These data clearly show that by the products used it is possible to manage genes activity without of any multiple cell processes including KRAS/BRAF/MEK pathway.

Example 28: Products and Method for Managing Eukaryotic Cell Behavior

In this study we used Ehrlich Ascites Carcinoma cells as a tumor cell culture and mouse fibroblasts as a non-tumor. Cells were cultured in RPMI 1640 medium containing 10% heat inactivated fetal bovine serum (FBS) (Sigma), 100 g/mL streptomycin and 100 U/mL penicillin G in a humidified atmosphere of 5% CO2 in air at 37 C (all Sigma).
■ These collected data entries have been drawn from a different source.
//! Minesweeper engine where the mines carry the avatars of a player's
//! followers.
//!
//! Mines are placed lazily on the first reveal so the first click is always
//! safe. The engine is synchronous and single-owner; callers that share a
//! game between tasks have to serialize commands themselves.

pub use board::{Cell, MAX_CELLS};
pub use engine::*;
pub use error::*;

mod board;
mod engine;
mod error;
use serde::{Deserialize, Serialize};

use crate::models::{AvatarRecord, Cell, GameParams, Phase, Pos};

#[derive(Debug, Deserialize, Serialize)]
#[serde(tag = "action")]
pub enum ClientMessage {
    #[serde(rename = "reveal")]
    Reveal { pos: Pos },
    #[serde(rename = "flag")]
    Flag { pos: Pos },
    #[serde(rename = "restart")]
    Restart { params: GameParams },
}

#[derive(Serialize, Deserialize, Debug)]
pub struct CellUpdate {
    pub pos: Pos,
    pub value: Cell,
}

#[derive(Serialize, Deserialize, Debug)]
#[serde(tag = "type")]
pub enum ServerMessage {
    #[serde(rename = "init")]
    Init {
        width: usize,
        height: usize,
        mines: usize,
        phase: Phase,
        mines_remaining: i64,
        field: Vec<Vec<Cell>>,
    },
    #[serde(rename = "update")]
    Update {
        updates: Vec<CellUpdate>,
        phase: Phase,
        mines_remaining: i64,
        /// Avatar under the detonated mine, set once the game is lost.
        killed_by: Option<AvatarRecord>,
        /// Every avatar that was hidden under a mine, set once the game is won.
        avoided: Option<Vec<AvatarRecord>>,
    },
    #[serde(rename = "error")]
    Error { message: String },
}
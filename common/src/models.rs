use std::fmt;

use serde::{Deserialize, Serialize};

/// A follower (or stand-in profile) hidden under a mine.
///
/// Only `fid` carries meaning for the game; the rest is display data that
/// travels with the record unchanged.
#[derive(Clone, Debug, PartialEq, Eq, Serialize, Deserialize)]
#[serde(rename_all = "camelCase")]
pub struct AvatarRecord {
    pub fid: u64,
    pub username: String,
    pub display_name: String,
    #[serde(default)]
    pub pfp_url: String,
    #[serde(default)]
    pub follower_count: u64,
    #[serde(default)]
    pub following_count: u64,
    #[serde(default)]
    pub verified_addresses: Vec<String>,
}

impl AvatarRecord {
    /// Stand-in record used when a profile cannot be looked up.
    pub fn placeholder(fid: u64) -> Self {
        Self {
            fid,
            username: format!("user{fid}"),
            display_name: format!("User {fid}"),
            pfp_url: String::new(),
            follower_count: 0,
            following_count: 0,
            verified_addresses: Vec::new(),
        }
    }

    pub fn mention(&self) -> String {
        format!("@{}", self.username)
    }
}

/// Player-visible state of a single cell.
///
/// Hidden mines are indistinguishable from hidden safe cells.
#[derive(Clone, Serialize, Deserialize, Debug, PartialEq)]
#[serde(tag = "state")]
pub enum Cell {
    #[serde(rename = "hidden")]
    Hidden,
    #[serde(rename = "flagged")]
    Flagged,
    #[serde(rename = "revealed")]
    Revealed { adjacent: u8 },
    #[serde(rename = "mine")]
    Mine { avatar: Option<AvatarRecord> },
}

/// Board coordinates. Signed so that out-of-range requests from the wire
/// reach the engine and get rejected there instead of failing to parse.
#[derive(Deserialize, Serialize, Clone, Copy, Debug, PartialEq, Eq, Hash)]
pub struct Pos {
    pub row: i32,
    pub col: i32,
}

impl Pos {
    pub const fn new(row: i32, col: i32) -> Self {
        Self { row, col }
    }
}

impl fmt::Display for Pos {
    fn fmt(&self, f: &mut fmt::Formatter<'_>) -> fmt::Result {
        write!(f, "({}, {})", self.row, self.col)
    }
}

#[derive(Clone, Copy, Debug, PartialEq, Eq, Deserialize, Serialize)]
#[serde(default)]
pub struct GameParams {
    pub width: usize,
    pub height: usize,
    pub mines: usize,
}

impl Default for GameParams {
    fn default() -> Self {
        Self {
            width: 8,
            height: 8,
            mines: 8,
        }
    }
}

#[derive(Copy, Clone, Debug, Default, PartialEq, Eq, Serialize, Deserialize)]
#[serde(rename_all = "snake_case")]
pub enum Phase {
    #[default]
    AwaitingFirstMove,
    InProgress,
    Won,
    Lost,
}

impl Phase {
    pub const fn is_finished(self) -> bool {
        matches!(self, Self::Won | Self::Lost)
    }
}

#[derive(Debug, Default, Serialize, Deserialize)]
pub struct CreateRequest {
    /// Farcaster id whose followers become the mines. Without one the
    /// mines carry no avatars.
    #[serde(default)]
    pub fid: Option<u64>,
    #[serde(flatten)]
    pub params: GameParams,
}

#[derive(Serialize, Deserialize)]
pub struct CreateResponse {
    pub id: String,
}

#[derive(Debug, Serialize, Deserialize)]
pub struct FollowersResponse {
    pub followers: Vec<AvatarRecord>,
    pub total: usize,
}

/// Player-facing projection of a game.
#[derive(Clone, Debug, PartialEq, Serialize, Deserialize)]
pub struct GameView {
    pub width: usize,
    pub height: usize,
    pub mines: usize,
    pub phase: Phase,
    pub mines_remaining: i64,
    pub field: Vec<Vec<Cell>>,
    pub killed_by: Option<AvatarRecord>,
    pub avoided: Option<Vec<AvatarRecord>>,
}

#[derive(Debug, Serialize, Deserialize)]
pub struct BoardImageResponse {
    pub key: String,
    pub url: String,
}

#[derive(Clone, Debug, PartialEq, Serialize, Deserialize)]
pub struct ShareMessage {
    pub text: String,
    pub board: String,
    pub won: bool,
}

#[derive(Clone, Debug, Default, PartialEq, Serialize, Deserialize)]
pub struct CacheStats {
    pub size: usize,
    pub entries: Vec<String>,
}

#[derive(Debug, Serialize, Deserialize)]
pub struct CacheStatusResponse {
    pub followers: CacheStats,
    pub images: CacheStats,
}

#[cfg(test)]
mod tests {
    use super::*;

    #[test]
    fn avatar_uses_camel_case_fields() {
        let json = r#"{"fid":3,"username":"dwr","displayName":"Dan","pfpUrl":"https://x/y.png"}"#;
        let avatar: AvatarRecord = serde_json::from_str(json).unwrap();

        assert_eq!(avatar.fid, 3);
        assert_eq!(avatar.display_name, "Dan");
        assert_eq!(avatar.follower_count, 0);
        assert!(avatar.verified_addresses.is_empty());
    }

    #[test]
    fn create_request_flattens_params_and_defaults() {
        let request: CreateRequest = serde_json::from_str(r#"{"fid":12,"width":5}"#).unwrap();

        assert_eq!(request.fid, Some(12));
        assert_eq!(
            request.params,
            GameParams {
                width: 5,
                height: 8,
                mines: 8
            }
        );
    }

    #[test]
    fn hidden_cells_do_not_leak_mines() {
        let json = serde_json::to_string(&Cell::Hidden).unwrap();
        assert_eq!(json, r#"{"state":"hidden"}"#);
    }
}
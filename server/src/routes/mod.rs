use std::sync::Arc;

use dashmap::Entry;
use nanoid::nanoid;
use rocket::{
    State,
    futures::StreamExt,
    get,
    http::{ContentType, Status},
    post,
    serde::json::Json,
    uri,
};
use rocket_ws::{Channel, Message, WebSocket};
use tokio::sync::Mutex;
use tracing::{debug, error, info, instrument, warn};

use followsweeper_common::{
    models::{
        BoardImageResponse, CacheStatusResponse, CreateRequest, CreateResponse, FollowersResponse,
        GameView, ShareMessage,
    },
    protocol::ClientMessage,
};

use crate::{
    followers::AvatarService,
    rate_limit::{ClientIp, RateLimiter},
    render::{ImageStore, Renderer, StoredImage},
    session::{Session, Sessions},
    share::share_message,
};

/// Inserts under a fresh short id, growing the id after repeated collisions.
#[instrument(level = "trace", skip(sessions, session))]
fn add_session(sessions: &Sessions, session: Session) -> String {
    let mut id_length = 5;
    let max_attempts_per_length = 10;

    loop {
        for _ in 0..max_attempts_per_length {
            let id = nanoid!(id_length);
            match sessions.entry(id.clone()) {
                Entry::Occupied(_) => {
                    debug!("Game ID collision, trying another: {}", id);
                }
                Entry::Vacant(entry) => {
                    entry.insert(Arc::new(Mutex::new(session)));
                    info!("Created new game with ID: {}", id);
                    return id;
                }
            }
        }

        warn!(
            "Exhausted ID attempts at length {}, increasing to {}",
            id_length,
            id_length + 1
        );
        id_length += 1;
    }
}

fn find_session(sessions: &Sessions, id: &str) -> Result<Arc<Mutex<Session>>, Status> {
    match sessions.get(id) {
        Some(entry) => Ok(entry.value().clone()),
        None => {
            warn!("Request for non-existent game: {}", id);
            Err(Status::NotFound)
        }
    }
}

#[post("/create", data = "<request>")]
#[instrument(
    level = "trace",
    skip_all,
    fields(client_ip = %client_ip.0, fid = ?request.fid, width = request.params.width, height = request.params.height, mines = request.params.mines)
)]
pub async fn create_game(
    request: Json<CreateRequest>,
    sessions: &State<Sessions>,
    avatars: &State<Arc<AvatarService>>,
    rate_limiter: &State<RateLimiter>,
    client_ip: ClientIp,
) -> Result<Json<CreateResponse>, Status> {
    let CreateRequest { fid, params } = request.into_inner();
    info!(
        "Game creation request from {}: {}x{} with {} mines",
        client_ip.0, params.width, params.height, params.mines
    );

    rate_limiter.check(client_ip.0)?;

    let pool = match fid {
        Some(fid) => avatars.avatars_for(fid).await,
        None => Vec::new(),
    };

    let session = Session::new(params, pool).map_err(|e| {
        warn!("Rejected game parameters from {}: {}", client_ip.0, e);
        Status::BadRequest
    })?;
    let id = add_session(sessions, session);

    info!("Successfully created game {} for client {}", id, client_ip.0);
    Ok(Json(CreateResponse { id }))
}

#[get("/followers?<fid>")]
#[instrument(level = "trace", skip(avatars))]
pub async fn followers(fid: u64, avatars: &State<Arc<AvatarService>>) -> Json<FollowersResponse> {
    let followers = avatars.avatars_for(fid).await;
    Json(FollowersResponse {
        total: followers.len(),
        followers,
    })
}

#[get("/games/<id>")]
#[instrument(level = "trace", skip(sessions))]
pub async fn game_view(id: &str, sessions: &State<Sessions>) -> Result<Json<GameView>, Status> {
    let session = find_session(sessions, id)?;
    let snapshot = session.lock().await.snapshot();
    Ok(Json(snapshot.view()))
}

#[post("/games/<id>/board-image")]
#[instrument(level = "trace", skip(sessions, renderer, images))]
pub async fn create_board_image(
    id: &str,
    sessions: &State<Sessions>,
    renderer: &State<Renderer>,
    images: &State<ImageStore>,
) -> Result<Json<BoardImageResponse>, Status> {
    let session = find_session(sessions, id)?;
    let mut session = session.lock().await;

    if let Some(key) = session.board_image()
        && images.get(&key.to_string()).is_some_and(|image| image.game_id == id)
    {
        debug!("Reusing board image {} for game {}", key, id);
        let key = key.to_string();
        let url = uri!(board_image(key.as_str())).to_string();
        return Ok(Json(BoardImageResponse { key, url }));
    }

    let image = renderer.render(&session.snapshot()).map_err(|e| {
        debug!("Not rendering game {}: {}", id, e);
        Status::Conflict
    })?;

    let key = nanoid!();
    images.insert(
        key.clone(),
        StoredImage {
            content_type: image.content_type.to_string(),
            data: image.data,
            game_id: id.to_string(),
        },
    );
    session.set_board_image(key.clone());
    info!("Stored board image {} for game {}", key, id);

    let url = uri!(board_image(key.as_str())).to_string();
    Ok(Json(BoardImageResponse { key, url }))
}

#[get("/board-image/<key>")]
#[instrument(level = "trace", skip(images))]
pub fn board_image(key: &str, images: &State<ImageStore>) -> Result<(ContentType, Vec<u8>), Status> {
    let image = images.get(&key.to_string()).ok_or(Status::NotFound)?;
    let content_type = ContentType::parse_flexible(&image.content_type).unwrap_or(ContentType::Binary);
    Ok((content_type, image.data))
}

#[get("/games/<id>/share")]
#[instrument(level = "trace", skip(sessions))]
pub async fn share(id: &str, sessions: &State<Sessions>) -> Result<Json<ShareMessage>, Status> {
    let session = find_session(sessions, id)?;
    let snapshot = session.lock().await.snapshot();
    share_message(&snapshot).map(Json).ok_or(Status::Conflict)
}

#[get("/cache-status")]
pub fn cache_status(
    avatars: &State<Arc<AvatarService>>,
    images: &State<ImageStore>,
) -> Json<CacheStatusResponse> {
    Json(CacheStatusResponse {
        followers: avatars.cache().stats(),
        images: images.stats(),
    })
}

#[get("/ws?<id>")]
#[instrument(level = "trace", skip(ws, sessions), fields(game_id = %id))]
pub fn websocket_handler(
    ws: WebSocket,
    sessions: &State<Sessions>,
    id: String,
) -> Result<Channel<'static>, Status> {
    let session = find_session(sessions, &id)?;
    info!("WebSocket connection established for game: {}", id);

    Ok(ws.channel(move |stream| {
        Box::pin(async move {
            let (write, mut read) = stream.split();

            let stream_id = session.lock().await.add_stream(write).await;
            info!("Client connected to game {} (stream: {})", id, stream_id);

            while let Some(message) = read.next().await {
                match message {
                    Ok(Message::Text(text)) => match serde_json::from_str::<ClientMessage>(&text) {
                        Ok(message) => {
                            debug!("Received message from game {}: {:?}", id, message);
                            let mut session = session.lock().await;
                            // Rejections are already reported to the sender.
                            let _ = match message {
                                ClientMessage::Reveal { pos } => {
                                    session.reveal(&stream_id, pos).await.map(drop)
                                }
                                ClientMessage::Flag { pos } => {
                                    session.flag(&stream_id, pos).await.map(drop)
                                }
                                ClientMessage::Restart { params } => {
                                    session.restart(&stream_id, params).await
                                }
                            };
                        }
                        Err(e) => {
                            warn!(
                                "Invalid message format in game {}: {} - Error: {}",
                                id, text, e
                            );
                        }
                    },
                    Ok(Message::Close(_)) => {
                        info!(
                            "WebSocket connection closed for game {} (stream: {})",
                            id, stream_id
                        );
                        break;
                    }
                    Ok(Message::Ping(_) | Message::Pong(_)) => {}
                    Err(e) => {
                        error!(
                            "WebSocket error in game {} (stream: {}): {}",
                            id, stream_id, e
                        );
                        break;
                    }
                    Ok(_) => {
                        debug!("Received non-text message in game {}, ignoring", id);
                    }
                }
            }

            session.lock().await.remove_stream(&stream_id).await;
            info!("Client disconnected from game {} (stream: {})", id, stream_id);
            Ok(())
        })
    }))
}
Prior to use of the tested compounds, DMEM was removed from cell monolayers, and cells were treated with tested products at 37° C. for 15-60 min in fresh DMEM without FBS. Then, cell monolayers were washed three times with PBS to eliminate remaining tested products. Negative control—H202.

For flow cytometric subconfluent cell cultures were collected, washed twice with DMEM without FBS, and resuspended in DMEM supplemented with FBS. Products were added at a final concentration of from 1.0 to 100 μg/ml for 1.0 to 120 min as previously described. Cells were washed from nucleases and incubated for another 2.5 h in fresh DMEM with FBS at 37° C. as previously described. Cells were suspended in PBS containing 0.2 μM YO-PRO-1 (Invitrogen, Y3603) and 1.5 μM PI (Invitrogen, P3566). In total, 10,000 cells were analyzed for each measurement. The percentage of apoptotic cells was determined by flow cytometry using a CytoFLEX flow cytometer (Beckman Coulter, Brea, CA, USA). Cells undergoing apoptosis were stained with YO-PRO-1 but were impermeable to PI. Dead cells and cells in late apoptosis were permeable to both dyes. The results were expressed as the percentage of permeabilized cells. The experiment was performed in triplicate. Data were analyzed using FlowJo 10 software (Treestar Inc., Ashland, US). Data are presented in table 30, FIGS. 19-21.

TABLE 30
Effect of products on tumor cells and non-tumor cells

Tumor cells

Non-tumor cells

		Early	Late		Early	Late
	Alive	apoptosis	apoptosis	Alive	apoptosis	apoptosis
Treatemnt	(%)	(%)	(%)	(%)	(%)	(%)

Intact control	69.1	9.5	21.4	70.87	8.70	20.43
Negative control	7.1	0	92.9	5.95	0.38	9.67
Modified DNase 10 μg/mL	27.09	3.1	69.81	78.05	2.14	19.81
15 min
Modified RNase 10 μg/mL	0	7.1	92.9	72.35	3.16	24.49
15 min
DNase 10 μg/mL 15 min	64.78	9.7	25.52	83.72	7.55	8.73
RNase 10 μg/mL 15 min	3.82	7.42	88.76	82.35	3.16	14.49
EcoRV 10 μg/mL 15 min	2.87	6.52	90.61	74.55	6.51	18.94
RNA aptamer 1 μg/mL	5.88	1.98	92.14	80.21	4.49	15.30
60 min
2-Aminobenzimidazole	7.18	10.09	82.73	74.75	10.69	14.56
derivative 100 μg/mL 30 min

Data clearly show that surprisingly tested products increase viability of non-tumor cells while in tumor cells, have the opposite effect, reducing their viability.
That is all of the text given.